The government is hoping the euro will transport Malta’s economy to a bright future based on services.

The dwindling of Britain’s military presence over the 1970s withered the islands’ old fortress economy. With great effort, the authorities lured some manufacturing, including textile factories, microchip plants, and presses that print banknotes.

But textiles are drifting off to China and other parts of Asia, and chip foundries might follow, forcing Malta’s manufacturers to move upmarket. Increasingly Maltese firms, such as makers of high-quality wooden furniture, are finding that their products are competitive around Europe. Bordeaux’s newest posh hotel has doors made in Malta.

Malta is also discovering that in an increasingly virtual world, being an island is no longer an obstacle to providing services, especially in finance and computing, The Economist said.

In the late 1980s the government tried building a typical offshore financial-centre, complete with tax sheltering and secrecy. But that got in the way of another Maltese aim – to join the European Union. So the country changed tack and aimed for integration into Europe, with a financial sector that passed all European tests for onshore probity.

One big effect of joining the EU was a surge in inward investment. Last year the flow was around Lm550m ($188m), more than 25 times the level 10 years ago, according to Lawrence Gonzi, the Prime Minister.

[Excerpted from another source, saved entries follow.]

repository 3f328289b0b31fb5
//! REST API layer for HTTP request/response handling.
//!
//! # Modules
//!
//! - [`dto`] - Data Transfer Objects for request/response serialization
//! - [`handlers`] - HTTP request handlers
//! - [`middleware`] - Rate limiting and request tracing
//! - [`routes`] - Route configuration

pub mod dto;
pub mod handlers;
pub mod middleware;
pub mod routes;
//! Short code resolution, click tracking and statistics.

use std::sync::Arc;

use tracing::{debug, warn};

use crate::domain::clock::Clock;
use crate::domain::entities::EntryStats;
use crate::domain::error::StoreResult;
use crate::domain::repositories::EntryStore;

/// Service answering "where does this code point" and recording usage.
///
/// Expiry is evaluated against the clock on every call; nothing is cached
/// and expired entries are never removed, only hidden from resolution.
pub struct ResolveService<S: EntryStore + ?Sized> {
    store: Arc<S>,
    clock: Arc<dyn Clock>,
}

impl<S: EntryStore + ?Sized> ResolveService<S> {
    /// Creates a new resolution service.
    pub fn new(store: Arc<S>, clock: Arc<dyn Clock>) -> Self {
        Self { store, clock }
    }

    /// Returns the target URL of a live code.
    ///
    /// Unknown codes and codes whose expiry has passed both resolve to `None`.
    ///
    /// # Errors
    ///
    /// Propagates store failures.
    pub async fn resolve(&self, code: &str) -> StoreResult<Option<String>> {
        let Some(entry) = self.store.get(code).await? else {
            debug!(code, "Code not found");
            return Ok(None);
        };

        if entry.is_expired_at(self.clock.now()) {
            debug!(code, "Code expired");
            return Ok(None);
        }

        Ok(Some(entry.original_url))
    }

    /// Resolves a code and records a click on success.
    ///
    /// A failed click update is logged and never turns a successful
    /// resolution into an error.
    ///
    /// # Errors
    ///
    /// Propagates store failures from the lookup itself.
    pub async fn resolve_and_track(&self, code: &str) -> StoreResult<Option<String>> {
        let Some(url) = self.resolve(code).await? else {
            return Ok(None);
        };

        match self.store.track_hit(code).await {
            Ok(true) => {}
            Ok(false) => warn!(code, "Entry vanished before the click could be recorded"),
            Err(err) => warn!(code, error = %err, "Failed to record click"),
        }

        Ok(Some(url))
    }

    /// Returns analytics for a code, including expired ones.
    ///
    /// # Errors
    ///
    /// Propagates store failures.
    pub async fn stats(&self, code: &str) -> StoreResult<Option<EntryStats>> {
        let entry = self.store.get(code).await?;
        Ok(entry.map(|entry| entry.stats_at(self.clock.now())))
    }

    /// Number of stored entries, expired ones included.
    ///
    /// # Errors
    ///
    /// Propagates store failures.
    pub async fn entry_count(&self) -> StoreResult<usize> {
        self.store.count().await
    }
}

#[cfg(test)]
mod tests {
    use super::*;
    use crate::domain::clock::ManualClock;
    use crate::domain::entities::{Entry, NewEntry};
    use crate::domain::error::StoreError;
    use crate::domain::repositories::MockEntryStore;
    use crate::infrastructure::persistence::MemoryEntryStore;
    use chrono::Duration;

    async fn seeded() -> (
        ResolveService<MemoryEntryStore>,
        Arc<MemoryEntryStore>,
        Arc<ManualClock>,
    ) {
        let clock = Arc::new(ManualClock::default());
        let store = Arc::new(MemoryEntryStore::with_clock(clock.clone()));
        store
            .save(NewEntry::generated("abc", "https://example.com"))
            .await
            .unwrap();
        let service = ResolveService::new(store.clone(), clock.clone());
        (service, store, clock)
    }

    #[tokio::test]
    async fn test_resolve_returns_exact_url() {
        let (service, _, _) = seeded().await;
        assert_eq!(
            service.resolve("abc").await.unwrap(),
            Some("https://example.com".to_string())
        );
    }

    #[tokio::test]
    async fn test_resolve_unknown_code() {
        let (service, _, _) = seeded().await;
        assert_eq!(service.resolve("never-created").await.unwrap(), None);
    }

    #[tokio::test]
    async fn test_resolve_does_not_track() {
        let (service, store, _) = seeded().await;
        service.resolve("abc").await.unwrap();
        assert_eq!(store.get("abc").await.unwrap().unwrap().clicks, 0);
    }

    #[tokio::test]
    async fn test_resolve_flips_to_absent_after_expiry() {
        let (service, store, clock) = seeded().await;
        store
            .set_expire("abc", clock.now() + Duration::seconds(10))
            .await
            .unwrap();

        assert!(service.resolve("abc").await.unwrap().is_some());

        clock.advance(Duration::seconds(11));
        assert!(service.resolve("abc").await.unwrap().is_none());
        assert!(store.exists("abc").await.unwrap());
    }

    #[tokio::test]
    async fn test_resolve_and_track_counts_clicks() {
        let (service, store, clock) = seeded().await;

        for _ in 0..3 {
            clock.advance(Duration::seconds(1));
            assert!(service.resolve_and_track("abc").await.unwrap().is_some());
        }

        let entry = store.get("abc").await.unwrap().unwrap();
        assert_eq!(entry.clicks, 3);
        assert_eq!(entry.last_access, Some(clock.now()));
    }

    #[tokio::test]
    async fn test_resolve_and_track_skips_expired() {
        let (service, store, clock) = seeded().await;
        store
            .set_expire("abc", clock.now() - Duration::seconds(1))
            .await
            .unwrap();

        assert!(service.resolve_and_track("abc").await.unwrap().is_none());
        assert_eq!(store.get("abc").await.unwrap().unwrap().clicks, 0);
    }

    #[tokio::test]
    async fn test_track_failure_still_returns_url() {
        let clock = Arc::new(ManualClock::default());
        let entry = Entry::new("abc".to_string(), "https://a.com".to_string(), clock.now());

        let mut store = MockEntryStore::new();
        store
            .expect_get()
            .returning(move |_| Ok(Some(entry.clone())));
        store
            .expect_track_hit()
            .times(1)
            .returning(|_| Err(StoreError::Backend("counter unavailable".to_string())));

        let service = ResolveService::new(Arc::new(store), clock);

        assert_eq!(
            service.resolve_and_track("abc").await.unwrap(),
            Some("https://a.com".to_string())
        );
    }

    #[tokio::test]
    async fn test_track_on_vanished_entry_still_returns_url() {
        let clock = Arc::new(ManualClock::default());
        let entry = Entry::new("abc".to_string(), "https://a.com".to_string(), clock.now());

        let mut store = MockEntryStore::new();
        store
            .expect_get()
            .returning(move |_| Ok(Some(entry.clone())));
        store.expect_track_hit().times(1).returning(|_| Ok(false));

        let service = ResolveService::new(Arc::new(store), clock);

        assert!(service.resolve_and_track("abc").await.unwrap().is_some());
    }

    #[tokio::test]
    async fn test_lookup_failure_is_propagated() {
        let mut store = MockEntryStore::new();
        store
            .expect_get()
            .returning(|_| Err(StoreError::Backend("down".to_string())));

        let service = ResolveService::new(Arc::new(store), Arc::new(ManualClock::default()));

        assert!(service.resolve("abc").await.is_err());
        assert!(service.stats("abc").await.is_err());
    }

    #[tokio::test]
    async fn test_stats_live_entry() {
        let (service, store, clock) = seeded().await;
        store
            .set_expire("abc", clock.now() + Duration::seconds(60))
            .await
            .unwrap();
        service.resolve_and_track("abc").await.unwrap();
        clock.advance(Duration::seconds(15));

        let stats = service.stats("abc").await.unwrap().unwrap();

        assert_eq!(stats.code, "abc");
        assert_eq!(stats.url, "https://example.com");
        assert_eq!(stats.clicks, 1);
        assert!(stats.last_access.is_some());
        assert!(!stats.expired);
        assert_eq!(stats.expires_in_ms, Some(45_000));
    }

    #[tokio::test]
    async fn test_stats_reports_expired_entries() {
        let (service, store, clock) = seeded().await;
        store
            .set_expire("abc", clock.now() + Duration::seconds(5))
            .await
            .unwrap();
        clock.advance(Duration::seconds(6));

        let stats = service.stats("abc").await.unwrap().unwrap();
        assert!(stats.expired);
        assert!(stats.expires_in_ms.is_none());
    }

    #[tokio::test]
    async fn test_stats_unknown_code() {
        let (service, _, _) = seeded().await;
        assert!(service.stats("zzz").await.unwrap().is_none());
    }

    #[tokio::test]
    async fn test_entry_count_includes_expired() {
        let (service, store, clock) = seeded().await;
        store
            .set_expire("abc", clock.now() - Duration::seconds(1))
            .await
            .unwrap();

        assert_eq!(service.entry_count().await.unwrap(), 1);
    }
}
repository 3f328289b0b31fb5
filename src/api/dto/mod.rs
//! Data Transfer Objects for API requests and responses.

pub mod health;
pub mod shorten;
pub mod stats;
//! DTOs for the statistics endpoint.

use chrono::{DateTime, Utc};
use serde::Serialize;

use crate::domain::entities::EntryStats;

/// Analytics and metadata for a short code.
#[derive(Debug, Serialize)]
pub struct StatsResponse {
    pub code: String,
    pub url: String,
    pub created_at: DateTime<Utc>,
    #[serde(skip_serializing_if = "Option::is_none")]
    pub expire_at: Option<DateTime<Utc>>,
    pub clicks: u64,
    #[serde(skip_serializing_if = "Option::is_none")]
    pub last_access: Option<DateTime<Utc>>,
    pub expired: bool,
    #[serde(skip_serializing_if = "Option::is_none")]
    pub expires_in_ms: Option<i64>,
}

impl From<EntryStats> for StatsResponse {
    fn from(stats: EntryStats) -> Self {
        Self {
            code: stats.code,
            url: stats.url,
            created_at: stats.created_at,
            expire_at: stats.expire_at,
            clicks: stats.clicks,
            last_access: stats.last_access,
            expired: stats.expired,
            expires_in_ms: stats.expires_in_ms,
        }
    }
}
//! Time source abstraction.
//!
//! Creation timestamps, expiry deadlines and last-access times all come from
//! a [`Clock`] handed to the store and services at construction, so tests can
//! move time forward without sleeping.

use chrono::{DateTime, Duration, Utc};
use parking_lot::Mutex;

/// Source of the current wall-clock time.
pub trait Clock: Send + Sync {
    /// Returns the current time of the clock.
    fn now(&self) -> DateTime<Utc>;
}

/// Clock backed by the system wall clock.
#[derive(Debug, Default, Clone, Copy)]
pub struct SystemClock;

impl Clock for SystemClock {
    fn now(&self) -> DateTime<Utc> {
        Utc::now()
    }
}

/// Manually driven clock.
///
/// Time only moves when [`ManualClock::advance`] or [`ManualClock::set`] is
/// called.
#[derive(Debug)]
pub struct ManualClock {
    now: Mutex<DateTime<Utc>>,
}

impl ManualClock {
    /// Creates a clock frozen at `now`.
    pub fn new(now: DateTime<Utc>) -> Self {
        Self {
            now: Mutex::new(now),
        }
    }

    /// Moves the clock forward (or backward, for a negative duration).
    pub fn advance(&self, by: Duration) {
        let mut now = self.now.lock();
        *now += by;
    }

    /// Jumps the clock to an absolute time.
    pub fn set(&self, to: DateTime<Utc>) {
        *self.now.lock() = to;
    }
}

impl Default for ManualClock {
    fn default() -> Self {
        Self::new(Utc::now())
    }
}

impl Clock for ManualClock {
    fn now(&self) -> DateTime<Utc> {
        *self.now.lock()
    }
}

Foreigners are attracted chiefly by Malta’s tax system, which allows income tax on dividends to be offset against corporate tax, reducing the effective tax rate on dividends from 35 per cent to five per cent. It also helps that accommodation and labour costs are between one-half and one-third those of rival hubs, such as Dublin and Luxembourg.

Most of the investment is going into financial services, and one niche in particular: the in-house or “captive” insurance operations of big car manufacturers. BMW has moved its captive insurance unit from Dublin; Renault, PSA Peugeot Citroën, Volkswagen, Vodafone and RWE have also set up shop in Valletta.

These units, which are run by insurance-management firms such as Marsh & McLellan, are allowed to sell a range of other insurance products around the EU. There are also some 250 hedge funds based in Malta. The value of assets under their management has grown sevenfold to EUR7.5 billion ($10.6 billion) in the three years since EU accession.

Other industries are beginning to follow. Lufthansa, which already services its smaller planes at Malta’s airport, plans to tend to its widebody fleet there as well. The Maltese have created a special course for aircraft technicians at a local college to ensure a steady supply of qualified workers.

About 20 pharmaceutical firms making generic drugs have also joined the herd of businesses streaming to Valletta, because a wrinkle in Maltese law allows them to do development work on copycat versions of patented drugs and so be ready to market them in the EU when the patent expires.

But the most spectacular recent arrivals are investors from the United Arab Emirates seeking a European bridgehead. Dubai Holding, an investment firm that has attracted technology giants such as Microsoft, Hewlett-Packard, Cisco and Oracle to a development called Internet City on the outskirts of Dubai, is spending more than $300m to set up a similar facility in Malta.

“They wanted a one-stop shop for Europe,” says Dr Gonzi, “and they have undertaken to create 3,500 proper IT jobs.” He is hoping this will attract other big names to Malta. Again, the local vocational college has promised to churn out suitably qualified workers.

If only the bigger economies in Europe could move so nimbly in the face of globalisation, The Economist concluded.